• May 2022

    Royal Hibernian Academy Annual Exhibition

    Colin’s 3D painting, ‘Glen’, has been shortlisted for the RCSI Art Award at the RHA Annual Exhibition in Dublin. The exhibition continues until 24th July 2022.

    To view ‘Glen’, please click here.

  • September 2021

    Royal Hibernian Academy Annual Exhibition

    Colin has been awarded the Solomon Fine Art Award for Sculpture at the RHA Annual Exhibition in Dublin. The exhibition continues until 30th October 2021.

    To view ‘Strainseir 4’, please click here.

  • June 2021

    Colin's appointment as Chancellor of Ulster University

    Colin has been appointed Chancellor of Ulster University.

    Colin commented:

    “It’s almost thirty years to the day since I graduated from Ulster and, whilst I have never lost touch, I am delighted and honoured now to return to this esteemed University as Chancellor. I have always had immense pride in my links with Ulster University and have enjoyed seeing its reach and influence grow globally. Northern Ireland itself has so much to offer the coming generations here at home and in the rest of the world – we punch above our weight in so many ways.

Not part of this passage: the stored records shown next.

//! # Outgoing frame metadata
//!
//! The channel pipeline frames and flushes packets; this module only declares
//! which frame each info packet uses and the payload ceiling that implies.
//!
//! ## Frame kinds
//!
//! - **Fixed**: payload length known by both sides
//! - **VarByte**: one length byte, payload 0-255 bytes
//! - **VarShort**: two length bytes, payload 0-40,000 bytes
//!
//! Exceeding the ceiling aborts the packet, never the connection.

use bytes::{BufMut, BytesMut};
use std::sync::Arc;
use tilesync_core::{Result, SyncError};

/// Largest payload a var-byte frame may carry
pub const VAR_BYTE_CEILING: usize = 255;

/// Largest payload a var-short frame may carry
pub const VAR_SHORT_CEILING: usize = 40_000;

/// Length prefix of an outgoing frame
#[derive(Debug, Clone, Copy, PartialEq, Eq)]
pub enum FrameKind {
    Fixed(usize),
    VarByte,
    VarShort,
}

impl FrameKind {
    /// Largest payload this frame kind can declare
    pub const fn ceiling(self) -> usize {
        match self {
            FrameKind::Fixed(size) => size,
            FrameKind::VarByte => VAR_BYTE_CEILING,
            FrameKind::VarShort => VAR_SHORT_CEILING,
        }
    }

    /// Check a finished payload against the frame ceiling
    pub fn check(self, size: usize) -> Result<()> {
        let limit = self.ceiling();
        let fits = match self {
            FrameKind::Fixed(expected) => size == expected,
            _ => size <= limit,
        };
        if fits {
            Ok(())
        } else {
            Err(SyncError::PacketTooLarge { size, limit })
        }
    }
}

/// Server-to-client packets produced by this engine
#[derive(Debug, Clone, Copy, PartialEq, Eq, Hash)]
#[repr(u8)]
pub enum ServerProt {
    /// Player movement and extended info for one observer
    PlayerInfo = 0,

    /// NPC info with 5-bit relative spawn offsets (view distance <= 15)
    NpcInfoSmall = 1,

    /// NPC info with 8-bit relative spawn offsets
    NpcInfoLarge = 2,

    /// World entity movement
    WorldEntityInfo = 3,
}

impl ServerProt {
    #[inline]
    pub const fn as_u8(self) -> u8 {
        self as u8
    }

    pub const fn frame(self) -> FrameKind {
        match self {
            ServerProt::PlayerInfo
            | ServerProt::NpcInfoSmall
            | ServerProt::NpcInfoLarge
            | ServerProt::WorldEntityInfo => FrameKind::VarShort,
        }
    }
}

/// One observer's packet for one tick, ready for the pipeline
///
/// The payload is shared with the buffer recycler, which reclaims it once the
/// pipeline drops its clone.
#[derive(Debug, Clone)]
pub struct InfoPacket {
    pub prot: ServerProt,
    pub payload: Arc<BytesMut>,
}

impl InfoPacket {
    pub fn new(prot: ServerProt, payload: Arc<BytesMut>) -> Self {
        Self { prot, payload }
    }

    #[inline]
    pub fn len(&self) -> usize {
        self.payload.len()
    }

    #[inline]
    pub fn is_empty(&self) -> bool {
        self.payload.is_empty()
    }

    /// Write opcode, length prefix and payload, as a pipeline would
    pub fn write_framed(&self, out: &mut BytesMut) -> Result<()> {
        let frame = self.prot.frame();
        frame.check(self.len())?;
        out.put_u8(self.prot.as_u8());
        match frame {
            FrameKind::Fixed(_) => {}
            FrameKind::VarByte => out.put_u8(self.len() as u8),
            FrameKind::VarShort => out.put_u16(self.len() as u16),
        }
        out.put_slice(&self.payload);
        Ok(())
    }
}
//! Build area
//!
//! The square of zones an observer's client has loaded. Nothing outside it
//! can be rendered, so range queries are clipped to it.

use crate::zone::ZoneRect;
use tilesync_core::{CoordGrid, ZoneCoord};

/// Zones from the edge at which the client map is rebuilt around the observer
const REBUILD_MARGIN: u16 = 2;

/// Square zone region loaded by one client
#[derive(Debug, Clone, Copy, PartialEq, Eq)]
pub struct BuildArea {
    origin_x: u16,
    origin_z: u16,
    size: u16,
}

impl BuildArea {
    /// 13x13 zones, 104x104 tiles
    pub const DEFAULT_SIZE: u16 = 13;

    /// Build area of `size` zones centred on the zone of `coord`
    pub fn centered(coord: CoordGrid, size: u16) -> Self {
        let size = size.max(1);
        let half = size / 2;
        Self {
            origin_x: coord.zone_x().saturating_sub(half),
            origin_z: coord.zone_z().saturating_sub(half),
            size,
        }
    }

    #[inline]
    pub fn origin_zone_x(&self) -> u16 {
        self.origin_x
    }

    #[inline]
    pub fn origin_zone_z(&self) -> u16 {
        self.origin_z
    }

    /// Width and height in zones
    #[inline]
    pub fn size(&self) -> u16 {
        self.size
    }

    /// The area as a zone rectangle on `level`
    pub fn rect(&self, level: u8) -> ZoneRect {
        ZoneRect::new(
            level,
            self.origin_x,
            self.origin_z,
            (self.origin_x + self.size - 1).min(ZoneCoord::MAX_AXIS),
            (self.origin_z + self.size - 1).min(ZoneCoord::MAX_AXIS),
        )
    }

    /// Whether the zone of `coord` is loaded, on any level
    pub fn contains(&self, coord: CoordGrid) -> bool {
        coord.is_valid() && self.rect(coord.level()).contains(coord.zone())
    }

    /// Zones within `radius` tiles of `center` that are also loaded
    pub fn clip(&self, center: CoordGrid, radius: u32) -> Option<ZoneRect> {
        ZoneRect::around(center, radius).intersect(&self.rect(center.level()))
    }

    /// Whether `coord` is close enough to the edge to need a new map
    pub fn needs_rebuild(&self, coord: CoordGrid) -> bool {
        if !self.contains(coord) {
            return true;
        }
        let margin = REBUILD_MARGIN.min(self.size / 2);
        let zx = coord.zone_x();
        let zz = coord.zone_z();
        zx < self.origin_x + margin
            || zz < self.origin_z + margin
            || zx >= self.origin_x + self.size - margin
            || zz >= self.origin_z + self.size - margin
    }

    /// Re-centre on `coord` if the observer is near the edge
    ///
    /// # Returns
    /// `true` if the area moved
    pub fn follow(&mut self, coord: CoordGrid) -> bool {
        if !self.needs_rebuild(coord) {
            return false;
        }
        let rebuilt = Self::centered(coord, self.size);
        let moved = rebuilt != *self;
        *self = rebuilt;
        moved
    }
}

impl Default for BuildArea {
    fn default() -> Self {
        Self {
            origin_x: 0,
            origin_z: 0,
            size: Self::DEFAULT_SIZE,
        }
    }
}
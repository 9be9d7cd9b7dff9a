pub mod browse;
pub mod comparison;
pub mod engine;
pub mod export;
pub mod file_diff;
pub mod flatten;
pub mod ignore;
pub mod move_detect;
pub mod namespace;

pub use browse::{list_directories, DirectoryItem};
pub use comparison::TreeComparator;
pub use engine::{ComparisonOutcome, DirectoryComparator};
pub use export::{export_csv, hides_stats, EntryKind, ExportFilter, Filter};
pub use file_diff::FileComparator;
pub use flatten::flatten;
pub use ignore::IgnoreMatcher;
pub use move_detect::{DetectedMove, MoveDetector};
pub use namespace::{NamespaceExtractor, NamespaceRegistry};
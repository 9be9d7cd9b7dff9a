use dircompare_common::{DirCompareError, NamespaceRule};
use regex::Regex;
use std::collections::HashMap;
use std::path::Path;

/// Extracts the declared namespace (package, module path) from a source file
pub trait NamespaceExtractor: Send + Sync {
    /// Lower-case file extensions this extractor understands
    fn extensions(&self) -> &[String];

    fn extract(&self, content: &str) -> Option<String>;
}

/// `<keyword> a.b.c` declarations such as Java's `package` or C#'s `namespace`
#[derive(Debug, Clone)]
pub struct KeywordDeclaration {
    keyword: String,
    extensions: Vec<String>,
}

impl KeywordDeclaration {
    pub fn new(keyword: &str, extensions: &[&str]) -> Self {
        Self {
            keyword: keyword.to_string(),
            extensions: extensions.iter().map(|e| e.to_ascii_lowercase()).collect(),
        }
    }

    fn declaration<'a>(&self, line: &'a str) -> Option<&'a str> {
        let rest = line.strip_prefix(self.keyword.as_str())?;
        if !rest.starts_with(char::is_whitespace) {
            return None;
        }
        let rest = rest.trim_start();
        let end = rest
            .find(|c: char| !(c.is_alphanumeric() || matches!(c, '_' | '.' | '\\')))
            .unwrap_or(rest.len());
        let token = &rest[..end];
        (!token.is_empty()).then_some(token)
    }
}

impl NamespaceExtractor for KeywordDeclaration {
    fn extensions(&self) -> &[String] {
        &self.extensions
    }

    /// Only the file header is searched: the declaration must come before
    /// any line other than imports, annotations and similar preamble.
    fn extract(&self, content: &str) -> Option<String> {
        for line in code_lines(content) {
            if let Some(token) = self.declaration(line) {
                return Some(token.to_string());
            }
            if !is_preamble(line) {
                return None;
            }
        }
        None
    }
}

/// Header lines that may precede a namespace declaration
fn is_preamble(line: &str) -> bool {
    line.starts_with('@')
        || line.starts_with("<?php")
        || line.starts_with("declare(")
        || ["import", "using"].iter().any(|keyword| {
            line.strip_prefix(keyword)
                .map_or(false, |rest| rest.starts_with(char::is_whitespace))
        })
}

/// User-configured extractor; the first capture group is the namespace
#[derive(Debug, Clone)]
pub struct RegexExtractor {
    pattern: Regex,
    extensions: Vec<String>,
}

impl RegexExtractor {
    pub fn new(pattern: &str, extensions: &[String]) -> Result<Self, DirCompareError> {
        let pattern = Regex::new(pattern)
            .map_err(|e| DirCompareError::Pattern(format!("{}: {}", pattern, e)))?;
        Ok(Self {
            pattern,
            extensions: extensions.iter().map(|e| e.to_ascii_lowercase()).collect(),
        })
    }

    pub fn from_rule(rule: &NamespaceRule) -> Result<Self, DirCompareError> {
        Self::new(&rule.pattern, &rule.extensions)
    }
}

impl NamespaceExtractor for RegexExtractor {
    fn extensions(&self) -> &[String] {
        &self.extensions
    }

    fn extract(&self, content: &str) -> Option<String> {
        code_lines(content).find_map(|line| {
            self.pattern
                .captures(line)
                .and_then(|caps| caps.get(1))
                .map(|m| m.as_str().to_string())
        })
    }
}

/// Trimmed lines outside `//` and `/* */` comments
fn code_lines(content: &str) -> impl Iterator<Item = &str> {
    let mut in_block = false;
    content.lines().filter_map(move |line| {
        let mut line = line.trim();
        if in_block {
            let end = line.find("*/")?;
            in_block = false;
            line = line[end + 2..].trim_start();
        }
        if let Some(rest) = line.strip_prefix("/*") {
            match rest.find("*/") {
                Some(end) => line = rest[end + 2..].trim_start(),
                None => {
                    in_block = true;
                    return None;
                }
            }
        }
        if line.is_empty() || line.starts_with("//") {
            None
        } else {
            Some(line)
        }
    })
}

/// Extension-keyed set of namespace extractors
pub struct NamespaceRegistry {
    extractors: Vec<Box<dyn NamespaceExtractor>>,
    by_extension: HashMap<String, usize>,
}

impl NamespaceRegistry {
    pub fn empty() -> Self {
        Self {
            extractors: Vec::new(),
            by_extension: HashMap::new(),
        }
    }

    /// Built-in extractors followed by the configured rules
    pub fn with_rules(rules: &[NamespaceRule]) -> Result<Self, DirCompareError> {
        let mut registry = Self::default();
        for rule in rules {
            registry.register(Box::new(RegexExtractor::from_rule(rule)?));
        }
        Ok(registry)
    }

    /// Later registrations take over the extensions they declare
    pub fn register(&mut self, extractor: Box<dyn NamespaceExtractor>) {
        let index = self.extractors.len();
        for ext in extractor.extensions() {
            self.by_extension.insert(ext.clone(), index);
        }
        self.extractors.push(extractor);
    }

    pub fn extractor_for(&self, file_name: &str) -> Option<&dyn NamespaceExtractor> {
        let ext = Path::new(file_name).extension()?.to_string_lossy().to_ascii_lowercase();
        let index = *self.by_extension.get(&ext)?;
        Some(self.extractors[index].as_ref())
    }

    /// Whether the file type declares a namespace worth comparing
    pub fn is_structured(&self, file_name: &str) -> bool {
        self.extractor_for(file_name).is_some()
    }

    pub fn namespace_of(&self, file_name: &str, content: &str) -> Option<String> {
        self.extractor_for(file_name)?.extract(content)
    }
}

impl Default for NamespaceRegistry {
    fn default() -> Self {
        let mut registry = Self::empty();
        registry.register(Box::new(KeywordDeclaration::new(
            "package",
            &["java", "kt", "kts", "scala", "groovy", "go"],
        )));
        registry.register(Box::new(KeywordDeclaration::new("namespace", &["cs", "php"])));
        registry
    }
}
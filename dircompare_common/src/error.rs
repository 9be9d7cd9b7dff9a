use thiserror::Error;

#[derive(Error, Debug)]
pub enum DirCompareError {
    #[error("IO error: {0}")]
    Io(#[from] std::io::Error),

    #[error("Path error: {0}")]
    Path(String),

    #[error("Invalid configuration: {0}")]
    Config(String),

    #[error("Invalid pattern: {0}")]
    Pattern(String),

    #[error("Serialization error: {0}")]
    Serialization(String),

    #[error("Export error: {0}")]
    Export(String),
}

impl DirCompareError {
    /// True for I/O failures caused by a path that no longer exists
    pub fn is_not_found(&self) -> bool {
        matches!(self, DirCompareError::Io(e) if e.kind() == std::io::ErrorKind::NotFound)
    }
}

pub type Result<T> = std::result::Result<T, DirCompareError>;
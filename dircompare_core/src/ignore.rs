use dircompare_common::AppConfig;
use glob::{MatchOptions, Pattern};
use std::fs;
use std::path::Path;
use tracing::{debug, warn};

/// Patterns used when no ignore-list file can be read
pub const DEFAULT_IGNORE_PATTERNS: [&str; 4] = ["target", ".git", "build", "node_modules"];

const MATCH_OPTIONS: MatchOptions = MatchOptions {
    case_sensitive: true,
    require_literal_separator: true,
    require_literal_leading_dot: false,
};

#[derive(Debug, Clone)]
struct CompiledPattern {
    pattern: Pattern,
    /// Root-anchored patterns only match the full path, never a bare name
    anchored: bool,
}

/// Decides whether a filesystem entry is excluded from comparison
#[derive(Debug, Clone)]
pub struct IgnoreMatcher {
    matchers: Vec<CompiledPattern>,
}

impl IgnoreMatcher {
    pub fn from_patterns<I, S>(patterns: I) -> Self
    where
        I: IntoIterator<Item = S>,
        S: AsRef<str>,
    {
        let mut matcher = Self { matchers: Vec::new() };
        matcher.extend(patterns);
        matcher
    }

    pub fn defaults() -> Self {
        Self::from_patterns(DEFAULT_IGNORE_PATTERNS)
    }

    /// Load patterns from an ignore-list file, one per line.
    ///
    /// A missing or unreadable file yields the default pattern set.
    pub fn from_file(path: &Path) -> Self {
        match fs::read_to_string(path) {
            Ok(content) => {
                let patterns = parse_ignore_source(&content);
                debug!("Loaded {} ignore patterns from {:?}", patterns.len(), path);
                Self::from_patterns(patterns)
            }
            Err(e) => {
                debug!("Using default ignore patterns ({:?}: {})", path, e);
                Self::defaults()
            }
        }
    }

    /// Ignore-list file from the config, followed by its extra patterns
    pub fn from_config(config: &AppConfig) -> Self {
        let mut matcher = Self::from_file(&config.ignore_file_path());
        matcher.extend(&config.extra_ignore_patterns);
        matcher
    }

    pub fn extend<I, S>(&mut self, patterns: I)
    where
        I: IntoIterator<Item = S>,
        S: AsRef<str>,
    {
        for pattern in patterns {
            self.add_pattern(pattern.as_ref());
        }
    }

    fn add_pattern(&mut self, raw: &str) {
        let raw = raw.trim();
        if raw.is_empty() {
            return;
        }

        let is_bare_name = !raw.contains(['/', '*', '?']);
        let variants: Vec<(String, bool)> = if is_bare_name {
            vec![(format!("**/{}", raw), false), (raw.to_string(), false)]
        } else if raw.starts_with("**/") {
            vec![(raw.to_string(), false)]
        } else if let Some(rooted) = raw.strip_prefix('/') {
            vec![(rooted.to_string(), true)]
        } else {
            vec![(format!("**/{}", raw), false), (raw.to_string(), false)]
        };

        for (glob, anchored) in variants {
            match Pattern::new(&glob) {
                Ok(pattern) => self.matchers.push(CompiledPattern { pattern, anchored }),
                Err(e) => warn!("Skipping invalid ignore pattern '{}': {}", raw, e),
            }
        }
    }

    /// True if any pattern matches the full path or the bare file name
    pub fn is_ignored(&self, path: &Path) -> bool {
        let full = slash_path(path);
        let name = path.file_name().map(|n| n.to_string_lossy());

        self.matchers.iter().any(|m| {
            m.pattern.matches_with(&full, MATCH_OPTIONS)
                || (!m.anchored
                    && name
                        .as_deref()
                        .map_or(false, |n| m.pattern.matches_with(n, MATCH_OPTIONS)))
        })
    }

    /// Number of compiled matchers
    pub fn len(&self) -> usize {
        self.matchers.len()
    }

    pub fn is_empty(&self) -> bool {
        self.matchers.is_empty()
    }
}

impl Default for IgnoreMatcher {
    fn default() -> Self {
        Self::defaults()
    }
}

/// Pattern lines of an ignore-list source: blanks and `#` comments dropped
pub fn parse_ignore_source(content: &str) -> Vec<String> {
    content
        .lines()
        .map(str::trim)
        .filter(|line| !line.is_empty() && !line.starts_with('#'))
        .map(str::to_string)
        .collect()
}

fn slash_path(path: &Path) -> String {
    path.components()
        .map(|c| c.as_os_str().to_string_lossy())
        .collect::<Vec<_>>()
        .join("/")
        .replacen("//", "/", 1)
}

#[cfg(test)]
mod tests {
    use super::*;
    use tempfile::TempDir;

    #[test]
    fn test_defaults_ignore_build_dirs_at_any_depth() {
        let matcher = IgnoreMatcher::defaults();
        assert!(matcher.is_ignored(Path::new("target")));
        assert!(matcher.is_ignored(Path::new("module/target")));
        assert!(matcher.is_ignored(Path::new("a/b/node_modules")));
        assert!(matcher.is_ignored(Path::new(".git")));
        assert!(!matcher.is_ignored(Path::new("src/targets.rs")));
        assert!(!matcher.is_ignored(Path::new("valid.txt")));
    }

    #[test]
    fn test_bare_name_compiles_two_matchers() {
        let matcher = IgnoreMatcher::from_patterns(["dist"]);
        assert_eq!(matcher.len(), 2);
    }

    #[test]
    fn test_extension_glob_matches_any_depth() {
        let matcher = IgnoreMatcher::from_patterns(["*.class"]);
        assert!(matcher.is_ignored(Path::new("Test.class")));
        assert!(matcher.is_ignored(Path::new("com/example/Test.class")));
        assert!(!matcher.is_ignored(Path::new("com/example/Test.java")));
    }

    #[test]
    fn test_relative_glob_with_separator() {
        let matcher = IgnoreMatcher::from_patterns(["docs/*.md"]);
        assert!(matcher.is_ignored(Path::new("docs/readme.md")));
        assert!(matcher.is_ignored(Path::new("module/docs/readme.md")));
        assert!(!matcher.is_ignored(Path::new("docs/api/readme.md")));
    }

    #[test]
    fn test_root_anchored_pattern() {
        let matcher = IgnoreMatcher::from_patterns(["/config.toml"]);
        assert!(matcher.is_ignored(Path::new("config.toml")));
        assert!(!matcher.is_ignored(Path::new("sub/config.toml")));
    }

    #[test]
    fn test_from_file_skips_comments_and_blanks() {
        let temp = TempDir::new().unwrap();
        let path = temp.path().join(".dircompare-ignore");
        fs::write(&path, "# compiled output\n\n*.class\n  .DS_Store  \n").unwrap();

        let matcher = IgnoreMatcher::from_file(&path);
        assert!(matcher.is_ignored(Path::new("a/b/C.class")));
        assert!(matcher.is_ignored(Path::new(".DS_Store")));
        // Defaults are replaced, not merged
        assert!(!matcher.is_ignored(Path::new("target")));
    }

    #[test]
    fn test_missing_file_falls_back_to_defaults() {
        let temp = TempDir::new().unwrap();
        let matcher = IgnoreMatcher::from_file(&temp.path().join("absent"));
        assert!(matcher.is_ignored(Path::new("target")));
        assert_eq!(matcher.len(), DEFAULT_IGNORE_PATTERNS.len() * 2);
    }

    #[test]
    fn test_from_config_appends_extra_patterns() {
        let temp = TempDir::new().unwrap();
        let config = AppConfig {
            ignore_file: Some(temp.path().join("absent")),
            extra_ignore_patterns: vec!["*.log".to_string()],
            detect_moves: true,
            namespace_rules: Vec::new(),
        };

        let matcher = IgnoreMatcher::from_config(&config);
        assert!(matcher.is_ignored(Path::new("build")));
        assert!(matcher.is_ignored(Path::new("logs/app.log")));
    }

    #[test]
    fn test_parse_ignore_source() {
        let patterns = parse_ignore_source("# header\ntarget\n\n  *.tmp \n#x\n");
        assert_eq!(patterns, vec!["target".to_string(), "*.tmp".to_string()]);
    }
}
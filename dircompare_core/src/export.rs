use dircompare_common::{DiffEntry, DiffStatus, DirCompareError};
use std::io::Write;
use std::str::FromStr;

pub const CSV_HEADER: &str = "Destination Path,Source Path,Type,Status,Diff %,Added,Modified,Deleted";

/// Entry kind derived from the directory flag and file extension
#[derive(Debug, Clone, Copy, PartialEq, Eq)]
pub enum EntryKind {
    Directory,
    Java,
    Xml,
    Json,
    Yaml,
    Props,
    File,
}

impl EntryKind {
    pub fn of(entry: &DiffEntry) -> Self {
        if entry.is_directory {
            return EntryKind::Directory;
        }
        let path = entry.path.as_str();
        if path.ends_with(".java") {
            EntryKind::Java
        } else if path.ends_with(".xml") {
            EntryKind::Xml
        } else if path.ends_with(".json") {
            EntryKind::Json
        } else if path.ends_with(".yaml") || path.ends_with(".yml") {
            EntryKind::Yaml
        } else if path.ends_with(".properties") {
            EntryKind::Props
        } else {
            EntryKind::File
        }
    }

    pub fn name(self) -> &'static str {
        match self {
            EntryKind::Directory => "directory",
            EntryKind::Java => "java",
            EntryKind::Xml => "xml",
            EntryKind::Json => "json",
            EntryKind::Yaml => "yaml",
            EntryKind::Props => "props",
            EntryKind::File => "file",
        }
    }
}

impl FromStr for EntryKind {
    type Err = String;

    fn from_str(s: &str) -> Result<Self, Self::Err> {
        [
            EntryKind::Directory,
            EntryKind::Java,
            EntryKind::Xml,
            EntryKind::Json,
            EntryKind::Yaml,
            EntryKind::Props,
            EntryKind::File,
        ]
        .into_iter()
        .find(|kind| kind.name().eq_ignore_ascii_case(s))
        .ok_or_else(|| format!("unknown type '{}'", s))
    }
}

/// `all` or a single value to keep
#[derive(Debug, Clone, Copy, PartialEq, Eq)]
pub enum Filter<T> {
    All,
    Only(T),
}

impl<T> Default for Filter<T> {
    fn default() -> Self {
        Filter::All
    }
}

impl<T: PartialEq> Filter<T> {
    pub fn accepts(&self, value: T) -> bool {
        match self {
            Filter::All => true,
            Filter::Only(wanted) => *wanted == value,
        }
    }
}

impl<T: FromStr<Err = String>> FromStr for Filter<T> {
    type Err = String;

    fn from_str(s: &str) -> Result<Self, Self::Err> {
        if s.eq_ignore_ascii_case("all") {
            Ok(Filter::All)
        } else {
            s.parse().map(Filter::Only)
        }
    }
}

/// Row selection applied before export
#[derive(Debug, Clone, Copy, Default, PartialEq, Eq)]
pub struct ExportFilter {
    pub kind: Filter<EntryKind>,
    pub status: Filter<DiffStatus>,
}

impl ExportFilter {
    pub fn matches(&self, entry: &DiffEntry) -> bool {
        self.kind.accepts(EntryKind::of(entry)) && self.status.accepts(entry.status)
    }
}

/// Directories and pure moves carry no line statistics worth showing
pub fn hides_stats(entry: &DiffEntry) -> bool {
    entry.is_directory
        || match entry.status {
            DiffStatus::Moved => true,
            DiffStatus::Added
            | DiffStatus::Removed
            | DiffStatus::Modified
            | DiffStatus::Identical
            | DiffStatus::MovedModified => false,
        }
}

/// Tabular row for one entry: destination, source, type, status, diff %,
/// added, modified, deleted
pub fn export_row(entry: &DiffEntry) -> [String; 8] {
    let hide_stats = hides_stats(entry);

    let stat = |value: usize| {
        if hide_stats {
            "-".to_string()
        } else {
            value.to_string()
        }
    };
    let percentage = if hide_stats {
        "-".to_string()
    } else {
        format!("{:.1}%", entry.percentage)
    };

    [
        entry.path.clone(),
        entry.source_path.clone().unwrap_or_default(),
        if entry.is_directory { "Directory" } else { "File" }.to_string(),
        entry.status.name().to_string(),
        percentage,
        stat(entry.added),
        stat(entry.modified),
        stat(entry.removed),
    ]
}

/// Write matching entries as CSV with every field quoted; returns the row count
pub fn export_csv<W: Write>(
    entries: &[DiffEntry],
    filter: &ExportFilter,
    mut writer: W,
) -> Result<usize, DirCompareError> {
    writeln!(writer, "{}", CSV_HEADER)?;

    let mut csv_writer = csv::WriterBuilder::new()
        .quote_style(csv::QuoteStyle::Always)
        .terminator(csv::Terminator::Any(b'\n'))
        .from_writer(writer);

    let mut rows = 0;
    for entry in entries.iter().filter(|e| filter.matches(e)) {
        csv_writer
            .write_record(export_row(entry))
            .map_err(|e| DirCompareError::Export(e.to_string()))?;
        rows += 1;
    }
    csv_writer
        .flush()
        .map_err(|e| DirCompareError::Export(e.to_string()))?;
    Ok(rows)
}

Ulster University has a pivotal role in realising the full potential of this place and I look forward to playing my part as an ambassador for the students, staff and alumni of Ulster University.”

    Vice Chancellor, Professor Paul Bartholomew welcomed Colin to the University:

    “This is a very fitting appointment; Colin’s life, work and ethos resonates so strongly with Ulster and he is already an incredibly inspirational figure for many of our students as well as an ambassador for Northern Ireland across the globe. I would like to congratulate Colin on his appointment and I know the wider Ulster University community will join me in welcoming our new Chancellor.”

  • June 2021

    Portrait of Edna O'Brien unveiled in London

    In June 2021, Colin’s portrait of Irish author, Edna O’Brien was unveiled in the Royal Suite at Claridge’s Hotel London. In attendance were Edna O’Brien, Sasha O’Brien, The Ambassador of Ireland to the UK, Sir Antony Gormley, Sir Martin Sorrell, Caroline Michel, Dermot Desmond, Alan Yentob, Sir Tony Gallagher, Eamonn Holmes, Paddy McKillen, Andrew O’Hagan, Lady Rogers and Colin & Pauline Davidson.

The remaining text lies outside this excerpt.